A Closer Look at a Key VA Loan Benefit: Avoiding PMI

Home loans guaranteed by the Veterans Administration (VA) offer outstanding financial benefits to qualified veterans and service members. Private lenders provide VA loans, but the VA guarantees a major portion of the loans that enable applicants to receive highly favorable terms. One of the greatest benefits is the elimination of down-payment requirements for loans up to $417,000 in most regions of the nation. A major VA loan benefit that can go unnoticed by first-time qualified borrowers is the elimination of private mortgage insurance, saving veterans thousands of dollars every year.

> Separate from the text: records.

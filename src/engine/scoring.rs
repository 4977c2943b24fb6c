use serde::{Deserialize, Serialize};

use crate::engine::constants::{DEFAULT_KCAL_WEIGHT, DEFAULT_LIMIT, DEFAULT_MACRO_WEIGHT};
use crate::models::{Food, Nutrients, Portion, SubstituteSuggestion};

/// Per-axis weights on absolute macro differences.
#[derive(Debug, Clone, Copy, PartialEq, Serialize, Deserialize)]
#[serde(default)]
pub struct MacroWeights {
    pub carbs: f64,
    pub protein: f64,
    pub fat: f64,
}

impl Default for MacroWeights {
    fn default() -> Self {
        Self {
            carbs: DEFAULT_MACRO_WEIGHT,
            protein: DEFAULT_MACRO_WEIGHT,
            fat: DEFAULT_MACRO_WEIGHT,
        }
    }
}

/// Runtime ranking parameters.
///
/// `kcal_weight: None` ranks on macros only; `Some(w)` adds `w * |Δkcal|`.
#[derive(Debug, Clone, PartialEq, Serialize, Deserialize)]
#[serde(default)]
pub struct RankConfig {
    pub limit: usize,
    pub weights: MacroWeights,
    pub kcal_weight: Option<f64>,
}

impl Default for RankConfig {
    fn default() -> Self {
        Self {
            limit: DEFAULT_LIMIT,
            weights: MacroWeights::default(),
            kcal_weight: None,
        }
    }
}

impl RankConfig {
    /// Same config, scoring macros and energy with the default kcal weight
    /// unless one is already set.
    pub fn with_kcal(&self) -> Self {
        Self {
            kcal_weight: Some(self.kcal_weight.unwrap_or(DEFAULT_KCAL_WEIGHT)),
            ..self.clone()
        }
    }

    pub fn macros_only(&self) -> Self {
        Self {
            kcal_weight: None,
            ..self.clone()
        }
    }
}

/// The reference a candidate is compared against.
#[derive(Debug, Clone, Copy, PartialEq)]
pub struct TargetProfile {
    pub nutrients: Nutrients,
    pub kcal: f64,
}

impl TargetProfile {
    pub fn new(nutrients: Nutrients) -> Self {
        Self {
            nutrients,
            kcal: nutrients.energy_kcal(),
        }
    }
}

/// Score an already-resolved candidate portion against `target`.
pub fn score_nutrients(
    target: &TargetProfile,
    food: &Food,
    portion: &Portion,
    nutrients: Nutrients,
    weights: &MacroWeights,
    kcal_weight: Option<f64>,
) -> SubstituteSuggestion {
    let kcal = nutrients.energy_kcal();
    let delta_carbs = nutrients.carbs - target.nutrients.carbs;
    let delta_protein = nutrients.protein - target.nutrients.protein;
    let delta_fat = nutrients.fat - target.nutrients.fat;
    let macro_score = weights.carbs * delta_carbs.abs()
        + weights.protein * delta_protein.abs()
        + weights.fat * delta_fat.abs();

    let (delta_kcal, score) = match kcal_weight {
        Some(w) => {
            let dk = kcal - target.kcal;
            (Some(dk), macro_score + w * dk.abs())
        }
        None => (None, macro_score),
    };

    SubstituteSuggestion {
        food: food.clone(),
        portion: portion.clone(),
        nutrients,
        kcal,
        delta_carbs,
        delta_protein,
        delta_fat,
        delta_kcal,
        score,
    }
}

#[cfg(test)]
mod tests {
    use super::*;
    use crate::models::BaseUnit;

    fn candidate() -> Food {
        Food::new("b", "B", BaseUnit::Per100G, Nutrients::macros(18.0, 2.0, 4.0))
    }

    fn score_at_100g(
        target: &TargetProfile,
        food: &Food,
        weights: &MacroWeights,
        kcal_weight: Option<f64>,
    ) -> SubstituteSuggestion {
        let portion = Portion::grams(100.0);
        score_nutrients(target, food, &portion, food.nutrients_base, weights, kcal_weight)
    }

    #[test]
    fn test_macro_only_score() {
        let target = TargetProfile::new(Nutrients::macros(20.0, 0.0, 5.0));
        let food = candidate();
        let s = score_at_100g(&target, &food, &MacroWeights::default(), None);

        assert_eq!(s.delta_protein, -2.0);
        assert_eq!(s.delta_carbs, 2.0);
        assert_eq!(s.delta_fat, -1.0);
        assert_eq!(s.delta_kcal, None);
        assert!((s.score - 5.0).abs() < 1e-9);
    }

    #[test]
    fn test_kcal_mode_adds_weighted_energy_delta() {
        let target = TargetProfile::new(Nutrients::macros(20.0, 0.0, 5.0));
        let food = candidate();
        let s = score_at_100g(&target, &food, &MacroWeights::default(), Some(0.25));

        // target 125 kcal, candidate 116 kcal
        assert_eq!(s.delta_kcal, Some(-9.0));
        assert!((s.score - (5.0 + 0.25 * 9.0)).abs() < 1e-9);
    }

    #[test]
    fn test_weights_scale_axes() {
        let target = TargetProfile::new(Nutrients::macros(20.0, 0.0, 5.0));
        let food = candidate();
        let weights = MacroWeights {
            carbs: 0.0,
            protein: 10.0,
            fat: 0.0,
        };
        let s = score_at_100g(&target, &food, &weights, None);
        assert!((s.score - 20.0).abs() < 1e-9);
    }

    #[test]
    fn test_rank_config_modes() {
        let config = RankConfig::default();
        assert_eq!(config.kcal_weight, None);
        assert_eq!(config.with_kcal().kcal_weight, Some(DEFAULT_KCAL_WEIGHT));

        let custom = RankConfig {
            kcal_weight: Some(1.0),
            ..RankConfig::default()
        };
        assert_eq!(custom.with_kcal().kcal_weight, Some(1.0));
        assert_eq!(custom.macros_only().kcal_weight, None);
    }

    #[test]
    fn test_rank_config_from_partial_json() {
        let config: RankConfig =
            serde_json::from_str(r#"{"limit": 3, "weights": {"fat": 2.0}}"#).unwrap();
        assert_eq!(config.limit, 3);
        assert_eq!(config.weights.fat, 2.0);
        assert_eq!(config.weights.carbs, 1.0);
    }
}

The VA helps to contain closing costs in eliminating the minimum 3.5 percent down payment required for traditional FHA loan. At the same time, the VA guarantees allow lenders to remove the requirements for PMI normally assessed to conventional, non-VA borrowers or the mortgage insurance premiums (MIP) charged on FHA loans for consumers who cannot make a 20 percent down payment. According to Veterans United, a national total of at least $19 billion in PMI costs will be recouped by veterans over the course of VA loans secured as recently as 2012.

Avoiding PMI in a VA Home Loan

According to the VA, guaranteed home loan underwriting provisions establish no minimum loan requirements, no maximum debt ratios, no minimum credit scores, no PMI requirements, and no maximum amounts up to the guaranteed total. PMI and MIP requirements for non-VA loans can include both up-front and monthly payments.

To get a better idea of savings in eliminating PMI requirements for veterans, look at what mortgage insurance costs most conventional borrowers. Traditionally, conventional borrowers with low credit scores or low down payments will pay more for PMI. Monthly premiums without additional risk on a $300,000 loan can run up to $150 a month or more, in addition to the loan payment. Lenders typically will not cancel PMI on a conventional loan until the borrower has built up equity to at least 20 percent of the current market value of the home.

VA Home Loan Rates Vary: Search Competitive Offers

The interest rates on VA home loans rise and fall just as those on conventional mortgages do. Rates are influenced by a number of factors, including the type of loan, the amount borrowed, and down-payments or points purchased by the borrower to "buy down" their rate. Naturally, lenders offer different rates, and veterans can save a median $2,664 on their loans just by getting more than one competitive bid.

VA loan programs help vets get funds for purchasing, refinancing, building, or renovating existing homes. Improvements may include adding energy saving appliances, windows, or other treatments. Qualified vets can also apply for VA mortgage refinance loans and VA Streamline Refinance (IRRRL) loans for vets who want a lower interest rate on their first VA loan without incurring out-of-pocket costs. LendingTree explains the application process for VA loans and eligibility requirements.

Take note: Even without the PMI, VA borrowers will still face fees of 2.15 percent on first-time home loans and 3.3 percent for a second loan. They can reduce fees to 1.25 percent by making a 10-percent down payment. Fees are excused for veterans receiving disability compensation.